DATASET CONTENT START

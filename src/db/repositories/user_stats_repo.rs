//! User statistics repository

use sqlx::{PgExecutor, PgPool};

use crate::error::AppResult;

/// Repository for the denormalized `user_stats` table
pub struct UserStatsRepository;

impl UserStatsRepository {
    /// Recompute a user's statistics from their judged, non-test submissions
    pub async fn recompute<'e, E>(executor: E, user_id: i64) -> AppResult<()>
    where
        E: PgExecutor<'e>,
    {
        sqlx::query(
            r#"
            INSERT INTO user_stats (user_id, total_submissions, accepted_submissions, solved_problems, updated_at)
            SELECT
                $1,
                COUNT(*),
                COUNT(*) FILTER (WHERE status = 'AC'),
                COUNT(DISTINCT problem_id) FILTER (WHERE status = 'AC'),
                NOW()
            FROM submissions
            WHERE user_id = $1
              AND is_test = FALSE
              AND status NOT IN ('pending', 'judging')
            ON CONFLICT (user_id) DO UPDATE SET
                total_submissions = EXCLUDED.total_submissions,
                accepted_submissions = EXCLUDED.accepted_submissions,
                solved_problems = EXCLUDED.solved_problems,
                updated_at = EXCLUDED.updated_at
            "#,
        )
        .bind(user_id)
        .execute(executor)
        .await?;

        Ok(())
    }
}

DATASET CONTENT END

EXERCISE AIM:
Using the records above, filter out every line that lacks the string "PgExecutor" and copy the rest.

ANSWER BELOW:
use sqlx::{PgExecutor, PgPool};
        E: PgExecutor<'e>,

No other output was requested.